Setelah pusat perbelanjaan dan tempat kerja dibuka kembali dan angkutan umum diizinkan secara terbatas, infeksi melonjak tajam dengan meningkatnya pengujian.
Lebih dari 50.000 infeksi dilaporkan dalam waktu kurang dari empat minggu.
Sejumlah rumah sakit mulai memperingatkan bahwa bangsal virus corona mereka dalam kondisi kritis, seperti yang terjadi pada April 2020 lalu.
Dikutip dari ABC News, Minggu (2/8/2020), dua rumah sakit pemerintah terbesar di Kota Manila ditutup setelah petugas medis terinfeksi.
"Petugas kesehatan kami kelelahan dengan jumlah pasien yang tampaknya tak berujung dan terus berdatangan ke rumah sakit kami," kata Ketua Asosiasi Dokter Filipina Jose Santiago dalam surat terbukanya kepada Duterte.
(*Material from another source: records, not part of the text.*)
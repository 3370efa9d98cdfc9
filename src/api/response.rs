//! Response types for the shift pay API.
//!
//! This module defines the error body returned by every endpoint, the mapping
//! from [`EngineError`] to HTTP status codes, and the small success bodies
//! that have no domain type of their own.

use axum::{
    Json,
    extract::rejection::{JsonRejection, QueryRejection},
    http::{StatusCode, header},
    response::{IntoResponse, Response},
};
use rust_decimal::Decimal;
use serde::{Deserialize, Serialize};
use tracing::warn;
use uuid::Uuid;

use crate::calculation::ShiftClassification;
use crate::error::EngineError;
use crate::models::Shift;

/// API error response structure.
#[derive(Debug, Clone, Serialize, Deserialize)]
pub struct ApiError {
    /// Error code for programmatic handling.
    pub code: String,
    /// Human-readable error message.
    pub message: String,
    /// Optional details about the error.
    #[serde(skip_serializing_if = "Option::is_none")]
    pub details: Option<String>,
}

impl ApiError {
    /// Creates a new API error.
    pub fn new(code: impl Into<String>, message: impl Into<String>) -> Self {
        Self {
            code: code.into(),
            message: message.into(),
            details: None,
        }
    }

    /// Creates a new API error with details.
    pub fn with_details(
        code: impl Into<String>,
        message: impl Into<String>,
        details: impl Into<String>,
    ) -> Self {
        Self {
            code: code.into(),
            message: message.into(),
            details: Some(details.into()),
        }
    }

    /// Creates a validation error response.
    pub fn validation_error(message: impl Into<String>) -> Self {
        Self::new("VALIDATION_ERROR", message)
    }

    /// Creates a malformed JSON error response.
    pub fn malformed_json(message: impl Into<String>) -> Self {
        Self::new("MALFORMED_JSON", message)
    }
}

/// API error with HTTP status code.
#[derive(Debug)]
pub struct ApiErrorResponse {
    /// The HTTP status code.
    pub status: StatusCode,
    /// The error body.
    pub error: ApiError,
}

impl ApiErrorResponse {
    /// A 400 response carrying `error`.
    pub fn bad_request(error: ApiError) -> Self {
        Self {
            status: StatusCode::BAD_REQUEST,
            error,
        }
    }

    /// Maps a JSON body rejection to a 400 response, logging it under `correlation_id`.
    pub fn from_json_rejection(correlation_id: Uuid, rejection: JsonRejection) -> Self {
        let error = match rejection {
            JsonRejection::JsonDataError(err) => {
                let body_text = err.body_text();
                warn!(
                    correlation_id = %correlation_id,
                    error = %body_text,
                    "JSON data error"
                );
                if body_text.contains("missing field") {
                    ApiError::validation_error(body_text)
                } else {
                    ApiError::malformed_json(body_text)
                }
            }
            JsonRejection::JsonSyntaxError(err) => {
                warn!(
                    correlation_id = %correlation_id,
                    error = %err,
                    "JSON syntax error"
                );
                ApiError::malformed_json(format!("Invalid JSON syntax: {}", err))
            }
            JsonRejection::MissingJsonContentType(_) => {
                ApiError::new("MISSING_CONTENT_TYPE", "Content-Type must be application/json")
            }
            _ => ApiError::malformed_json("Failed to parse request body"),
        };
        Self::bad_request(error)
    }

    /// Maps a query string rejection to a 400 response.
    pub fn from_query_rejection(correlation_id: Uuid, rejection: QueryRejection) -> Self {
        let body_text = rejection.body_text();
        warn!(
            correlation_id = %correlation_id,
            error = %body_text,
            "Query string error"
        );
        Self::bad_request(ApiError::validation_error(body_text))
    }
}

impl IntoResponse for ApiErrorResponse {
    fn into_response(self) -> Response {
        (
            self.status,
            [(header::CONTENT_TYPE, "application/json")],
            Json(self.error),
        )
            .into_response()
    }
}

impl From<EngineError> for ApiErrorResponse {
    fn from(error: EngineError) -> Self {
        let message = error.to_string();
        match error {
            EngineError::InvalidTimeFormat { value } => ApiErrorResponse {
                status: StatusCode::BAD_REQUEST,
                error: ApiError::with_details(
                    "INVALID_TIME_FORMAT",
                    message,
                    format!("'{}' is not a 24-hour HH:MM time", value),
                ),
            },
            EngineError::InvalidMonth { .. } => ApiErrorResponse {
                status: StatusCode::BAD_REQUEST,
                error: ApiError::new("INVALID_MONTH", message),
            },
            EngineError::InvalidShift { .. } => ApiErrorResponse {
                status: StatusCode::BAD_REQUEST,
                error: ApiError::with_details(
                    "INVALID_SHIFT",
                    message,
                    "The shift data contains invalid information",
                ),
            },
            EngineError::PayOverflow { .. } => ApiErrorResponse {
                status: StatusCode::BAD_REQUEST,
                error: ApiError::with_details(
                    "PAY_OVERFLOW",
                    message,
                    "The hourly rate or hours are too large to price",
                ),
            },
            EngineError::JobNotFound { .. } => ApiErrorResponse {
                status: StatusCode::NOT_FOUND,
                error: ApiError::new("JOB_NOT_FOUND", message),
            },
            EngineError::RecordNotFound { .. } => ApiErrorResponse {
                status: StatusCode::NOT_FOUND,
                error: ApiError::new("RECORD_NOT_FOUND", message),
            },
            EngineError::ConfigNotFound { .. } | EngineError::ConfigParseError { .. } => {
                ApiErrorResponse {
                    status: StatusCode::INTERNAL_SERVER_ERROR,
                    error: ApiError::with_details("CONFIG_ERROR", "Configuration error", message),
                }
            }
            EngineError::StorageError { .. } => ApiErrorResponse {
                status: StatusCode::INTERNAL_SERVER_ERROR,
                error: ApiError::with_details("STORAGE_ERROR", "Storage failure", message),
            },
        }
    }
}

/// Body of `GET /health`.
#[derive(Debug, Clone, Serialize, Deserialize)]
#[serde(rename_all = "camelCase")]
pub struct HealthResponse {
    /// Always `"ok"`.
    pub status: String,
    /// Crate version.
    pub version: String,
    /// Version label of the loaded pay rules.
    pub rules_version: String,
}

/// Body of `POST /shifts/hours`.
#[derive(Debug, Clone, Serialize, Deserialize)]
pub struct HoursResponse {
    /// Elapsed hours between the two clock times.
    pub hours: Decimal,
}

/// Body of `POST /shifts/classify`.
#[derive(Debug, Clone, Serialize, Deserialize)]
pub struct ClassifyResponse {
    /// The shift with every derived field recomputed.
    pub shift: Shift,
    /// The bucket split and pay.
    pub classification: ShiftClassification,
}

/// Body of `POST /attendance/streak`.
#[derive(Debug, Clone, Serialize, Deserialize)]
pub struct StreakResponse {
    /// Consecutive attended days ending today.
    pub streak: u32,
}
"Kami kalah dalam pertarungan melawan Covid-19 dan kami perlu menyusun rencana aksi yang terkonsolidasi dan pasti," sambungnya.
Mereka memohon kepada presiden untuk memberlakukan kembali penguncian, sehingga memberi waktu istirahat kepada petugas kesehatan.
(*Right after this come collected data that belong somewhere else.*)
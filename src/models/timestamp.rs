//! Document-store timestamps and their conversion to plain dates.
//!
//! The persistence collaborator stores dates as `{ seconds, nanos }` since the
//! Unix epoch. The engine works on [`NaiveDate`], so conversion happens here,
//! at the edge, and nowhere else.

use chrono::{DateTime, NaiveDate, NaiveTime, Utc};
use serde::{Deserialize, Serialize};

/// A UTC instant as stored by the document database.
///
/// # Example
///
/// ```
/// use shift_pay_engine::models::Timestamp;
/// use chrono::NaiveDate;
///
/// let date = NaiveDate::from_ymd_opt(2026, 1, 15).unwrap();
/// let ts = Timestamp::from(date);
/// assert_eq!(ts.to_date(), Some(date));
/// ```
#[derive(Debug, Clone, Copy, PartialEq, Eq, Serialize, Deserialize)]
pub struct Timestamp {
    /// Whole seconds since the Unix epoch.
    pub seconds: i64,
    /// Sub-second nanoseconds.
    #[serde(default)]
    pub nanos: i32,
}

impl Timestamp {
    /// Returns the instant as a UTC datetime, or `None` when out of range.
    pub fn to_datetime(&self) -> Option<DateTime<Utc>> {
        let nanos = u32::try_from(self.nanos).ok()?;
        DateTime::from_timestamp(self.seconds, nanos)
    }

    /// Returns the UTC calendar date of the instant.
    pub fn to_date(&self) -> Option<NaiveDate> {
        self.to_datetime().map(|dt| dt.date_naive())
    }
}

impl From<NaiveDate> for Timestamp {
    fn from(date: NaiveDate) -> Self {
        let datetime = date.and_time(NaiveTime::MIN).and_utc();
        Self {
            seconds: datetime.timestamp(),
            nanos: 0,
        }
    }
}

impl From<DateTime<Utc>> for Timestamp {
    fn from(datetime: DateTime<Utc>) -> Self {
        Self {
            seconds: datetime.timestamp(),
            nanos: datetime.timestamp_subsec_nanos() as i32,
        }
    }
}

#[derive(Deserialize)]
#[serde(untagged)]
enum RawDate {
    Date(NaiveDate),
    DateTime(DateTime<Utc>),
    Timestamp(Timestamp),
}

impl RawDate {
    fn into_date(self) -> Option<NaiveDate> {
        match self {
            RawDate::Date(date) => Some(date),
            RawDate::DateTime(datetime) => Some(datetime.date_naive()),
            RawDate::Timestamp(ts) => ts.to_date(),
        }
    }
}

/// Serde adapter for date fields that may arrive as `YYYY-MM-DD`, an RFC 3339
/// datetime, or a store [`Timestamp`]. Always serializes as `YYYY-MM-DD`.
pub mod date_or_timestamp {
    use chrono::NaiveDate;
    use serde::de::Error as _;
    use serde::{Deserialize, Deserializer, Serialize, Serializer};

    use super::RawDate;

    /// Serializes the date as `YYYY-MM-DD`.
    pub fn serialize<S: Serializer>(date: &NaiveDate, serializer: S) -> Result<S::Ok, S::Error> {
        date.serialize(serializer)
    }

    /// Deserializes any supported date representation.
    pub fn deserialize<'de, D: Deserializer<'de>>(deserializer: D) -> Result<NaiveDate, D::Error> {
        RawDate::deserialize(deserializer)?
            .into_date()
            .ok_or_else(|| D::Error::custom("timestamp out of range"))
    }
}

/// Optional variant of [`date_or_timestamp`].
pub mod option_date_or_timestamp {
    use chrono::NaiveDate;
    use serde::de::Error as _;
    use serde::{Deserialize, Deserializer, Serialize, Serializer};

    use super::RawDate;

    /// Serializes the date as `YYYY-MM-DD` or `null`.
    pub fn serialize<S: Serializer>(
        date: &Option<NaiveDate>,
        serializer: S,
    ) -> Result<S::Ok, S::Error> {
        date.serialize(serializer)
    }

    /// Deserializes an optional date in any supported representation.
    pub fn deserialize<'de, D: Deserializer<'de>>(
        deserializer: D,
    ) -> Result<Option<NaiveDate>, D::Error> {
        match Option::<RawDate>::deserialize(deserializer)? {
            None => Ok(None),
            Some(raw) => raw
                .into_date()
                .map(Some)
                .ok_or_else(|| D::Error::custom("timestamp out of range")),
        }
    }
}
//! Request types for the shift pay API.
//!
//! Bodies use the same camelCase field names as the stored documents, so a
//! client can post its Job and Shift documents as they are.

use chrono::NaiveDate;
use serde::{Deserialize, Serialize};

use crate::models::{
    AttendanceRecord, FreelanceIncome, Job, LeaveDays, Shift, date_or_timestamp, option_date_or_timestamp,
};

/// Request body for `POST /shifts/hours`.
#[derive(Debug, Clone, Serialize, Deserialize)]
#[serde(rename_all = "camelCase")]
pub struct ShiftHoursRequest {
    /// Start clock time, `HH:MM`.
    pub start_time: String,
    /// End clock time, `HH:MM`.
    pub end_time: String,
}

/// Request body for `POST /shifts/classify`.
#[derive(Debug, Clone, Serialize, Deserialize)]
pub struct ClassifyRequest {
    /// The job the shift belongs to.
    pub job: Job,
    /// The shift to classify.
    pub shift: Shift,
}

/// Request body for `POST /months/aggregate`.
#[derive(Debug, Clone, Serialize, Deserialize)]
pub struct AggregateRequest {
    /// The job being aggregated.
    pub job: Job,
    /// Candidate shifts; those for other jobs or months are ignored.
    #[serde(default)]
    pub shifts: Vec<Shift>,
    /// Calendar year.
    pub year: i32,
    /// Month number, 1-12.
    pub month: u32,
}

/// Request body for `POST /work-records`.
#[derive(Debug, Clone, Serialize, Deserialize)]
pub struct SaveWorkRecordRequest {
    /// The job being saved.
    pub job: Job,
    /// Candidate shifts; those for other jobs or months are ignored.
    #[serde(default)]
    pub shifts: Vec<Shift>,
    /// Calendar year.
    pub year: i32,
    /// Month number, 1-12.
    pub month: u32,
    /// Leave taken in the month.
    #[serde(flatten)]
    pub leave: LeaveDays,
}

/// Query string of `GET /work-records/rollup`.
#[derive(Debug, Clone, Serialize, Deserialize)]
#[serde(rename_all = "camelCase")]
pub struct RollupQuery {
    /// The job to total.
    pub job_id: String,
    /// Calendar year.
    pub year: i32,
}

/// One attended day: a `YYYY-MM-DD` string or a `{seconds, nanos}` timestamp.
#[derive(Debug, Clone, Copy, PartialEq, Eq, Serialize, Deserialize)]
pub struct AttendanceDate(
    /// The attended day.
    #[serde(with = "date_or_timestamp")]
    pub NaiveDate,
);

/// Request body for `POST /attendance/streak`.
///
/// Attended days come from `attendance` records, bare `dates`, or both.
#[derive(Debug, Clone, Serialize, Deserialize)]
pub struct StreakRequest {
    /// Logged workouts and attended lessons.
    #[serde(default)]
    pub attendance: Vec<AttendanceRecord>,
    /// Attended days without a source.
    #[serde(default)]
    pub dates: Vec<AttendanceDate>,
    /// The day to count back from; the server's current UTC date when absent.
    #[serde(default, with = "option_date_or_timestamp")]
    pub today: Option<NaiveDate>,
}

impl StreakRequest {
    /// Every attended day in the request, duplicates included.
    pub fn attended_days(&self) -> impl Iterator<Item = NaiveDate> + '_ {
        self.attendance
            .iter()
            .map(|record| record.date)
            .chain(self.dates.iter().map(|date| date.0))
    }
}

/// Request body for `POST /income/report`.
#[derive(Debug, Clone, Serialize, Deserialize)]
pub struct IncomeReportRequest {
    /// Freelance entries to include.
    #[serde(default)]
    pub freelance: Vec<FreelanceIncome>,
    /// Calendar year to report.
    pub year: i32,
    /// The day overdue status is judged against; the server's current UTC date when absent.
    #[serde(default, with = "option_date_or_timestamp")]
    pub today: Option<NaiveDate>,
}
//! Configuration types for shift pay classification.
//!
//! This module contains the strongly-typed rule table that is deserialized
//! from `pay_rules.yaml`. [`PayRules::default`] reproduces the built-in table,
//! so a missing file is never required for correct pay.

use rust_decimal::Decimal;
use serde::{Deserialize, Serialize};

/// Pay multipliers for each hour bucket.
#[derive(Debug, Clone, PartialEq, Eq, Serialize, Deserialize)]
pub struct Multipliers {
    /// Multiplier for regular hours.
    pub regular: Decimal,
    /// Multiplier for the first overtime tier.
    pub overtime125: Decimal,
    /// Multiplier for the second overtime tier.
    pub overtime150: Decimal,
}

impl Default for Multipliers {
    fn default() -> Self {
        Self {
            regular: Decimal::ONE,
            overtime125: Decimal::new(125, 2),
            overtime150: Decimal::new(15, 1),
        }
    }
}

/// How one rule splits a shift's hours into buckets.
#[derive(Debug, Clone, PartialEq, Eq, Serialize, Deserialize)]
pub struct TierRule {
    /// Hours paid at the regular rate before overtime starts.
    pub regular_hours: Decimal,
    /// Hours paid at the first overtime tier after the regular hours.
    pub overtime125_hours: Decimal,
    /// Whether hours beyond both caps are paid at the second overtime tier.
    /// When false those hours are left unclassified and unpaid.
    pub overtime150: bool,
}

/// The day-of-week and shift-type rule table.
///
/// Rules are evaluated in the order Saturday, night, Friday; any other shift
/// is paid entirely at the regular rate.
#[derive(Debug, Clone, PartialEq, Eq, Serialize, Deserialize)]
pub struct PayRules {
    /// Version label of the rule table.
    #[serde(default = "default_version")]
    pub version: String,
    /// Bucket multipliers.
    #[serde(default)]
    pub multipliers: Multipliers,
    /// Rule for any Saturday shift.
    pub saturday: TierRule,
    /// Rule for night shifts on other days.
    pub night: TierRule,
    /// Rule for non-night Friday shifts.
    pub friday: TierRule,
}

fn default_version() -> String {
    "builtin".to_string()
}

impl Default for PayRules {
    fn default() -> Self {
        Self {
            version: default_version(),
            multipliers: Multipliers::default(),
            saturday: TierRule {
                regular_hours: Decimal::from(7),
                overtime125_hours: Decimal::from(3),
                overtime150: true,
            },
            night: TierRule {
                regular_hours: Decimal::from(7),
                overtime125_hours: Decimal::ONE,
                overtime150: false,
            },
            friday: TierRule {
                regular_hours: Decimal::from(8),
                overtime125_hours: Decimal::from(2),
                overtime150: true,
            },
        }
    }
}
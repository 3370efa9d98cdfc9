//! Configuration loading and management for the shift pay engine.
//!
//! This module loads the pay rule table from YAML and reads the server
//! settings from the environment.
//!
//! # Example
//!
//! ```no_run
//! use shift_pay_engine::config::ConfigLoader;
//!
//! let config = ConfigLoader::load("./config/pay_rules.yaml").unwrap();
//! println!("Loaded rules: {}", config.rules().version);
//! ```

mod loader;
mod server;
mod types;

pub use loader::ConfigLoader;
pub use server::{DEFAULT_HOST, DEFAULT_PORT, ServerConfig};
pub use types::{Multipliers, PayRules, TierRule};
Menurut mereka, pelonggaran memicu salah persepsi publik bahwa pandemi virus corona di Filipina semakin membaik.
Para dokter mengaku khawatir jika kasus Covid-19 di negara itu mungkin akan semakin memburuk seperti di Amerika Serikat.
"Penurunan kepatuhan secara progresif akan mendorong kita ke tepi jurang untuk menjadi Kota New York berikutnya, ketika rumah sakit tak mampu lagi menampung pasien," kata dia.
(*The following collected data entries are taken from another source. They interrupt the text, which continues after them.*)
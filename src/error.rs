//! Error types for the shift pay engine.
//!
//! This module provides strongly-typed errors using the `thiserror` crate
//! for every failure the engine can report. All failures are recoverable:
//! callers surface them as messages, nothing in the engine panics on bad input.

use thiserror::Error;

/// The main error type for the shift pay engine.
///
/// # Example
///
/// ```
/// use shift_pay_engine::error::EngineError;
///
/// let error = EngineError::InvalidTimeFormat {
///     value: "25:00".to_string(),
/// };
/// assert_eq!(error.to_string(), "Invalid time format '25:00': expected HH:MM");
/// ```
#[derive(Debug, Error)]
pub enum EngineError {
    /// A clock time could not be parsed as 24-hour `HH:MM`.
    #[error("Invalid time format '{value}': expected HH:MM")]
    InvalidTimeFormat {
        /// The rejected input.
        value: String,
    },

    /// A month number outside 1-12 was supplied.
    #[error("Invalid month: {month} (expected 1-12)")]
    InvalidMonth {
        /// The rejected month number.
        month: u32,
    },

    /// A shift was invalid or contained inconsistent data.
    #[error("Invalid shift '{shift_id}': {message}")]
    InvalidShift {
        /// The ID of the invalid shift.
        shift_id: String,
        /// A description of what made the shift invalid.
        message: String,
    },

    /// A job referenced by ID could not be resolved.
    #[error("Job not found: {job_id}")]
    JobNotFound {
        /// The job ID that was not found.
        job_id: String,
    },

    /// A work record referenced by ID does not exist.
    #[error("Work record not found: {id}")]
    RecordNotFound {
        /// The record ID that was not found.
        id: String,
    },

    /// Configuration file was not found at the specified path.
    #[error("Configuration file not found: {path}")]
    ConfigNotFound {
        /// The path that was not found.
        path: String,
    },

    /// Configuration file could not be parsed.
    #[error("Failed to parse configuration file '{path}': {message}")]
    ConfigParseError {
        /// The path to the file that failed to parse.
        path: String,
        /// A description of the parse error.
        message: String,
    },

    /// A pay amount exceeded the range of a decimal.
    #[error("Pay calculation overflowed: {context}")]
    PayOverflow {
        /// The amount being computed.
        context: String,
    },

    /// The work record store rejected an operation.
    #[error("Storage error: {message}")]
    StorageError {
        /// A description of the storage failure.
        message: String,
    },
}

/// A type alias for Results that return EngineError.
pub type EngineResult<T> = Result<T, EngineError>;
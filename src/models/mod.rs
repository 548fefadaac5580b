pub mod adaboost;
pub mod classifier_trait;

pub use adaboost::{AdaBoost, SelectedClassifier};
pub use classifier_trait::WeakClassifier;
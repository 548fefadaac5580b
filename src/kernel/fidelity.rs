//! Fidelity kernel over a parameterized feature map.
//!
//! Given a feature map φ and samples x, y, the kernel entry is the squared
//! overlap |<φ(x)|φ(y)>|^2. Computing that overlap requires a statevector
//! engine, which stays external to this crate: anything implementing
//! `OverlapEngine` can be plugged in.

use std::fmt;

use ndarray::{Array2, ArrayView1};
use rayon::prelude::*;

use crate::circuit::Circuit;
use crate::error::ModelError;

/// External statevector-overlap evaluation engine.
///
/// Implementations bind the two parameter vectors into `circuit` and return
/// the squared-modulus inner product of the resulting states.
pub trait OverlapEngine: Sync {
    fn overlap(
        &self,
        circuit: &Circuit,
        x: ArrayView1<'_, f64>,
        y: ArrayView1<'_, f64>,
    ) -> Result<f64, ModelError>;
}

/// Preprocessing applied to raw data before it is bound into the feature
/// map, e.g. standardization or the arcsin companion of the polynomial map.
pub type PreprocessFn = Box<dyn Fn(&Array2<f64>) -> Array2<f64> + Send + Sync>;

/// Kernel-matrix function over a feature map and an overlap engine, with
/// optional data preprocessing.
pub struct FeatureMapKernel<E> {
    feature_map: Circuit,
    engine: E,
    name: Option<String>,
    preprocess: Option<PreprocessFn>,
}

impl<E: OverlapEngine> FeatureMapKernel<E> {
    pub fn new(feature_map: Circuit, engine: E) -> Self {
        FeatureMapKernel {
            feature_map,
            engine,
            name: None,
            preprocess: None,
        }
    }

    /// Attach a display name for reports and logs.
    pub fn with_name(mut self, name: impl Into<String>) -> Self {
        self.name = Some(name.into());
        self
    }

    /// Attach a preprocessing function applied to both inputs before
    /// binding.
    pub fn with_preprocess(mut self, preprocess: PreprocessFn) -> Self {
        self.preprocess = Some(preprocess);
        self
    }

    pub fn feature_map(&self) -> &Circuit {
        &self.feature_map
    }

    /// Compute the overlaps of all points in `x` against all points in `y`
    /// (or against `x` itself when `y` is `None`).
    ///
    /// Rows of the output are computed in parallel; entry placement is by
    /// index, so the result does not depend on scheduling.
    ///
    /// # Errors
    ///
    /// `ShapeMismatch` if the (preprocessed) feature dimension differs from
    /// the circuit's parameter count or between `x` and `y`; any error the
    /// engine raises is passed through.
    pub fn evaluate(
        &self,
        x: &Array2<f64>,
        y: Option<&Array2<f64>>,
    ) -> Result<Array2<f64>, ModelError> {
        let x_owned;
        let x = match &self.preprocess {
            Some(f) => {
                x_owned = f(x);
                &x_owned
            }
            None => x,
        };
        let y_owned;
        let y = match (y, &self.preprocess) {
            (Some(y), Some(f)) => {
                y_owned = f(y);
                &y_owned
            }
            (Some(y), None) => y,
            (None, _) => x,
        };

        let want = self.feature_map.num_parameters();
        if x.ncols() != want || y.ncols() != want {
            return Err(ModelError::shape(
                format!("{} features", want),
                format!("{} x {} features", x.ncols(), y.ncols()),
            ));
        }

        let (n, m) = (x.nrows(), y.nrows());
        let rows: Vec<Vec<f64>> = (0..n)
            .into_par_iter()
            .map(|i| {
                (0..m)
                    .map(|j| self.engine.overlap(&self.feature_map, x.row(i), y.row(j)))
                    .collect::<Result<Vec<f64>, ModelError>>()
            })
            .collect::<Result<Vec<_>, ModelError>>()?;

        let flat: Vec<f64> = rows.into_iter().flatten().collect();
        Ok(Array2::from_shape_vec((n, m), flat).expect("kernel matrix shape"))
    }
}

impl<E> fmt::Display for FeatureMapKernel<E> {
    fn fmt(&self, f: &mut fmt::Formatter<'_>) -> fmt::Result {
        match &self.name {
            Some(name) => write!(f, "FeatureMapKernel(feature_map={})", name),
            None => write!(f, "FeatureMapKernel"),
        }
    }
}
Baca juga: Kasus Covid-19 Naik 5 Kali Lipat sejak Juni, Filipina Lockdown Lagi dan Kurung 27 Juta Orang
Salah satu rumah sakit umum terbesar di Manila mengatakan, mereka telah menyaksikan empat hingga enam pasien meninggal saat baru datang, setiap harinya.
Sebagian besar dari mereka telah ditolak di beberapa rumah sakit, dikutip dari Straits Times, Sabtu (1/8/2020).
Dalam surat itu juga disebutkan bahwa banyak dari profesional kesehatan mengundurkan diri karena ketakutan, kelelahan, dan kondisi kerja yang buruk.